Still, she was confused. The card and letter came from something called “Money Network Cardholder Services,” with a PO Box in Omaha, Neb., as a return address. The letter contained a profusion of fine print, plus a schedule of fees.
“Fees?” Fairley wondered. “Fees on a stimulus payment?”
Fairley, a retired Northeastern University professor, recalled a recent column I wrote about scam artists, stolen identities, and pilfered unemployment benefits.
“Might you look into it?” she asked in an e-mail to me. “I earned a PhD in linguistics from Harvard University and I’m still puzzled by it.”
Let this be a warning: VISA debit cards like Fairley’s are to be taken seriously. The government sent out four million of them, representing about 2.5 percent of all stimulus payments. Everybody else got theirs by direct deposit into a bank account or by paper check.
People with incomes of $75,000 or less got (or are getting) $1,200; the amount for higher-income people diminishes gradually as income rises, and then is phased out completely for those earning $100,000 or more.
I heard complaints from half a dozen confused people. There are things you should know.
Q. I threw my card away. What can I do to get my money now?
A. Call 800-240-8100 for a free replacement, according to directions at eipcard.com. Listen for the prompt to report a lost or stolen card. You get one free replacement card. After that, it’s $7.50 per card.
Q. One thing that threw me off when the card arrived is that it’s issued from a private bank authorized to charge fees. I expected something directly from the government.
A. The Treasury Department, which is administering the stimulus program, hired MetaBank after a competitive selection process. MetaBank has developed debit cards for the government to make various payments, dating back to 2016. MetaBank runs Money Network Cardholder Services.
Q. What about the fees?
A. The government apparently allows MetaBank to charge fees as part of its compensation for operating the debit card program. You can use the card anywhere that takes a VISA debit card, including ATMs, stores, online, and by phone. (The card has both a magnetic stripe and a chip.) There are no charges for purchases. But withdrawals at an ATM come with a $2 fee, after the first free withdrawal. Checking your balance at an ATM costs 25 cents. And withdrawals at a bank teller’s window cost $5, after the first free one.
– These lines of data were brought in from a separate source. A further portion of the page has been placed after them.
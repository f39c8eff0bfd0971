//! Human-readable terminal output.

use colored::{Color, Colorize};

use crate::core::fetch_plan::DirectPolicy;
use crate::core::models::{
    AccountProfile, AccountStatus, ExtractReport, ExtractionOutcome, Inspection, StrategyChain,
};
use crate::error::Result;

/// Column width of the field labels.
const LABEL_WIDTH: usize = 12;

fn paint(text: &str, color: Color, no_color: bool) -> String {
    if no_color {
        text.to_string()
    } else {
        text.color(color).to_string()
    }
}

fn heading(text: &str, no_color: bool) -> String {
    if no_color {
        text.to_string()
    } else {
        text.bold().to_string()
    }
}

fn field(label: &str, value: &str) -> String {
    format!("  {:<LABEL_WIDTH$} {value}", format!("{label}:"))
}

/// Render extraction results, one block per URL, then rejected URLs.
pub fn render_extractions(
    reports: &[ExtractReport],
    errors: &[String],
    no_color: bool,
) -> Result<String> {
    let mut blocks: Vec<String> = reports
        .iter()
        .map(|report| render_report(report, no_color))
        .collect();

    if !errors.is_empty() {
        let mut lines = vec![paint("Rejected", Color::Red, no_color)];
        lines.extend(errors.iter().map(|e| format!("  {e}")));
        blocks.push(format!("{}\n", lines.join("\n")));
    }
    Ok(blocks.join("\n"))
}

fn render_report(report: &ExtractReport, no_color: bool) -> String {
    match &report.result {
        ExtractionOutcome::Completed(extraction) => {
            render_profile(&report.account, &extraction.profile, no_color)
        }
        ExtractionOutcome::Cancelled { attempts, .. } => format!(
            "{}\n{}\n",
            heading(&report.account, no_color),
            paint(
                &format!("  Cancelled after {} attempt(s)", attempts.len()),
                Color::Yellow,
                no_color
            )
        ),
    }
}

fn render_profile(account: &str, profile: &AccountProfile, no_color: bool) -> String {
    let remote = profile.source.is_remote();
    let source_color = if remote { Color::Cyan } else { Color::Yellow };
    let status_color = match profile.status {
        AccountStatus::Active => Color::Green,
        AccountStatus::Inactive => Color::Red,
    };

    let mut lines = vec![format!(
        "{}  {}",
        heading(account, no_color),
        paint(&format!("[{}]", profile.source), source_color, no_color)
    )];

    if !remote {
        lines.push(paint(
            "  Provider unreachable; values below are placeholders",
            Color::Yellow,
            no_color,
        ));
    }

    lines.push(field("Username", &profile.username));
    lines.push(field("Password", &profile.password));
    lines.push(field("Plan", profile.plan_tier.as_str()));
    lines.push(field(
        "Status",
        &paint(profile.status.as_str(), status_color, no_color),
    ));
    lines.push(field(
        "Expires",
        &profile
            .expires_at
            .map_or_else(|| "-".to_string(), |d| d.format("%Y-%m-%d").to_string()),
    ));
    lines.push(field(
        "Devices",
        &profile
            .device_limit
            .map_or_else(|| "-".to_string(), |n| n.to_string()),
    ));
    let bouquets = if profile.bouquets.is_empty() {
        "-".to_string()
    } else {
        profile.bouquets.join(", ")
    };
    lines.push(field("Bouquets", &bouquets));
    if !profile.observation_summary.is_empty() {
        lines.push(field("Observed", &profile.observation_summary));
    }

    let mut out = lines.join("\n");
    out.push('\n');
    out
}

/// Render parsed credentials.
pub fn render_inspection(inspection: &Inspection, no_color: bool) -> Result<String> {
    let lines = [
        heading(&inspection.host, no_color),
        field("Scheme", inspection.scheme.as_str()),
        field("Username", &inspection.username),
        field("Password", &inspection.password),
        field("Endpoint", &inspection.endpoint),
    ];
    Ok(format!("{}\n", lines.join("\n")))
}

/// Render the strategy order.
pub fn render_strategy_chain(chain: &StrategyChain, no_color: bool) -> Result<String> {
    let mut lines = vec![heading("Fetch strategies (tried in order)", no_color)];

    let direct_note = match chain.direct_policy {
        DirectPolicy::HttpsOnly => "https playlists only",
        DirectPolicy::Always => "always",
        DirectPolicy::Never => "disabled",
    };
    lines.push(format!(
        "  0. {} ({direct_note})",
        paint("direct", Color::Cyan, no_color)
    ));
    for (i, proxy) in chain.proxies.iter().enumerate() {
        lines.push(format!(
            "  {}. {}  {}",
            i + 1,
            paint(&proxy.name, Color::Cyan, no_color),
            proxy.template
        ));
    }

    lines.push(String::new());
    lines.push(field("Timeout", &format!("{}s per attempt", chain.timeout_seconds)));
    lines.push(field(
        "Bouquets",
        if chain.fetch_bouquets { "fetched" } else { "skipped" },
    ));
    lines.push(field("Config", &chain.config_path));

    Ok(format!("{}\n", lines.join("\n")))
}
Q. What kind of security comes with the card?
A. When you call to activate it (800-240-8100) you must set up a personal identification number (PIN). You may need that PIN when making purchases or obtaining cash back during a purchase, depending on what the merchant requires.
Q. Why did I receive a debit card instead of a direct deposit or paper check?
A. The Treasury Department says debit cards were used for recipients who have no bank account or whose bank account information was unknown to the IRS.
Q. Is the debit card linked to my bank account?
A. No, the card is separate from any bank account you may have. But you can withdraw the balance and deposit it into you bank account.
Q. Why didn’t my debit card come with a better explanation of what it was?
A. Fairley said she got a letter from “the White House” two weeks after receiving the VISA card that specified the amount she received and the means of payment (debit card).
The first letter that came with the card did not tell her how much she was receiving but did say the balance could be checked via an app, online, or by phone.
The second letter from the White House, received by millions of Americans, was conspicuously signed by President Trump.
Do the right thing, Comast
Comcast and other cable companies continue to charge subscribers almost $9 a month for broadcasts of regional sports, even though there have been no live professional sports shown since March.
And whether you get a refund by calling Comcast to complain continues to be a hit-or-miss proposition (mostly miss, I fear).
“After seeing your initial column, I called Comcast and received an upfront, 6-month credit,” one reader wrote last week. “The agent even volunteered that I should call back for another credit in December if live sports aren’t back on TV by then.”
Another reader wrote: “I was told by the (snarky) service rep that an email was sent out telling them to not to give refunds for that fee.”
Comcast has promised to provide “rebates or other adjustments” to customers when the time is right.
What’s wrong with now, when struggling people could use a break?